Asparagus Soup Recipe

A lovely, fresh, springtime asparagus soup recipe that is very easy to make.
Asparagus are delicious sautéed, steamed, or grilled.
In this recipe though, it's boiled in broth and will be blended together.
Choose asparagus that are medium size for this recipe. The smaller thin stalks are more delicate and are better used in salads or as a side dish. Stay away from stalks that have started to flower at the tip.
With the larger asparagus, you'll need to break off the woody bottom portions of the spears.
I learned a long time ago, from the lady at my local vegetable stand, the easiest way to do this is to hold the stalk with both hands and bend the bottom portion until it snaps. Or another way is to cut the end of it and then peel the end of the spear (not the tip) to a finer stalk that is not hard anymore.

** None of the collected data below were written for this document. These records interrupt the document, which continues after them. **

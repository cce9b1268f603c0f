use clap::ValueEnum;
use serde::{Deserialize, Serialize};
use std::net::{Ipv6Addr, SocketAddr};
use std::path::{Path, PathBuf};

use crate::error::{Result, TftpError};
use crate::session::SessionConfig;

/// Write operation configuration
#[derive(Debug, Clone, Default, PartialEq, Eq, Serialize, Deserialize)]
#[serde(default)]
pub struct WriteConfig {
    /// Enable write requests (disabled by default)
    pub enabled: bool,

    /// Allow overwriting existing files.
    /// When false, WRQ for an existing file gets "File already exists" per RFC 1350
    pub allow_overwrite: bool,
}

#[derive(Debug, Clone, Serialize, Deserialize)]
#[serde(default)]
pub struct TftpConfig {
    pub root_dir: PathBuf,
    pub bind_addr: SocketAddr,
    pub session: SessionConfig,
    pub write: WriteConfig,
    /// Maximum file size in bytes that can be served or stored (default: 100MB).
    /// Set to 0 for unlimited
    pub max_file_size_bytes: u64,
    pub logging: LoggingConfig,
}

impl Default for TftpConfig {
    fn default() -> Self {
        Self {
            root_dir: PathBuf::from("/var/lib/tern/tftp"),
            bind_addr: SocketAddr::new(Ipv6Addr::UNSPECIFIED.into(), 69),
            session: SessionConfig::default(),
            write: WriteConfig::default(),
            max_file_size_bytes: 104_857_600, // 100 MB default
            logging: LoggingConfig::default(),
        }
    }
}

#[derive(Debug, Clone, Serialize, Deserialize)]
#[serde(default)]
pub struct LoggingConfig {
    pub level: String,
    pub format: LogFormat,
    /// Log to this file instead of stderr
    pub file: Option<PathBuf>,
}

impl Default for LoggingConfig {
    fn default() -> Self {
        Self {
            level: "info".to_string(),
            format: LogFormat::Text,
            file: None,
        }
    }
}

#[derive(Debug, Clone, Copy, PartialEq, Eq, ValueEnum, Serialize, Deserialize)]
#[serde(rename_all = "lowercase")]
pub enum LogFormat {
    /// Plain text logging for human readability
    Text,
    /// JSON structured logging for log aggregators
    Json,
}

pub fn load_config(path: &Path) -> Result<TftpConfig> {
    let contents = std::fs::read_to_string(path)?;
    let config: TftpConfig = toml::from_str(&contents)
        .map_err(|e| TftpError::Config(format!("Invalid config file {}: {}", path.display(), e)))?;
    Ok(config)
}

pub fn write_config(path: &Path, config: &TftpConfig) -> Result<()> {
    let contents = toml::to_string_pretty(config)
        .map_err(|e| TftpError::Config(format!("Failed to serialize config: {}", e)))?;
    std::fs::write(path, contents)?;
    Ok(())
}

/// Validate configuration before the server binds anything.
///
/// With `validate_bind`, also checks that `bind_addr` can actually be bound.
pub fn validate_config(config: &TftpConfig, validate_bind: bool) -> Result<()> {
    if !config.root_dir.is_absolute() {
        return Err(TftpError::Config(
            "root_dir must be an absolute path".to_string(),
        ));
    }

    match std::fs::metadata(&config.root_dir) {
        Ok(meta) => {
            if !meta.is_dir() {
                return Err(TftpError::Config("root_dir must be a directory".to_string()));
            }
        }
        Err(e) if e.kind() == std::io::ErrorKind::NotFound => {
            return Err(TftpError::Config(
                "root_dir does not exist; create it or adjust config".to_string(),
            ));
        }
        Err(e) => return Err(TftpError::Io(e)),
    }

    if config.bind_addr.port() == 0 {
        return Err(TftpError::Config(
            "bind_addr port must be non-zero".to_string(),
        ));
    }

    if validate_bind && let Err(e) = std::net::UdpSocket::bind(config.bind_addr) {
        return Err(TftpError::Config(format!(
            "bind_addr is not available: {}",
            e
        )));
    }

    validate_session_config(&config.session)?;

    if let Some(ref log_file) = config.logging.file {
        let parent = log_file.parent().ok_or_else(|| {
            TftpError::Config("logging.file must include a parent directory".to_string())
        })?;
        match std::fs::metadata(parent) {
            Ok(meta) if meta.is_dir() => {}
            Ok(_) => {
                return Err(TftpError::Config(
                    "logging.file parent must be a directory".to_string(),
                ));
            }
            Err(e) => return Err(TftpError::Config(format!("logging.file parent error: {}", e))),
        }
    }

    Ok(())
}

pub fn validate_session_config(config: &SessionConfig) -> Result<()> {
    if !(10..=60_000).contains(&config.timeout_ms) {
        return Err(TftpError::Config(
            "session.timeout_ms must be in range 10-60000".to_string(),
        ));
    }

    if !(1..=32).contains(&config.max_retries) {
        return Err(TftpError::Config(
            "session.max_retries must be in range 1-32".to_string(),
        ));
    }

    Ok(())
}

Wash the asparagus gently under running water.
Asparagus Soup Recipe - 4 servings
What you need
- 1 pound fresh asparagus, trimmed, washed and cut into 1 inch pieces
- 1/2 cup chopped onion
- 1 (14.5 ounce) can chicken broth
- 2 tablespoons butter
- 2 tablespoons all-purpose flour
- salt and pepper
- 1 cup half and half
- 1/2 cup sour cream
- 1 teaspoon fresh lemon juice
What to do
Combine asparagus, chopped onion, and 1/2 cup chicken broth in a large pot. Cover, and bring to a boil over high heat. Uncover,reduce heat, and simmer until asparagus is tender, about 12 minutes. Use a hand blender or a blender to puree the vegetables.
Melt the butter over medium-low heat. Stir in the flour, salt, and pepper. Cook, stirring constantly for 2 minutes. Whisk in the remaining chicken broth, and increase the heat to medium. Cook, stirring constantly until the mixture boils. Stir in the asparagus puree and the half and half.
Put the sour cream in a small bowl, and stir in a spoonful of the hot soup. Then add the sour cream mixture and the lemon juice to the soup. Stir while heating the soup but don't allow it to boil.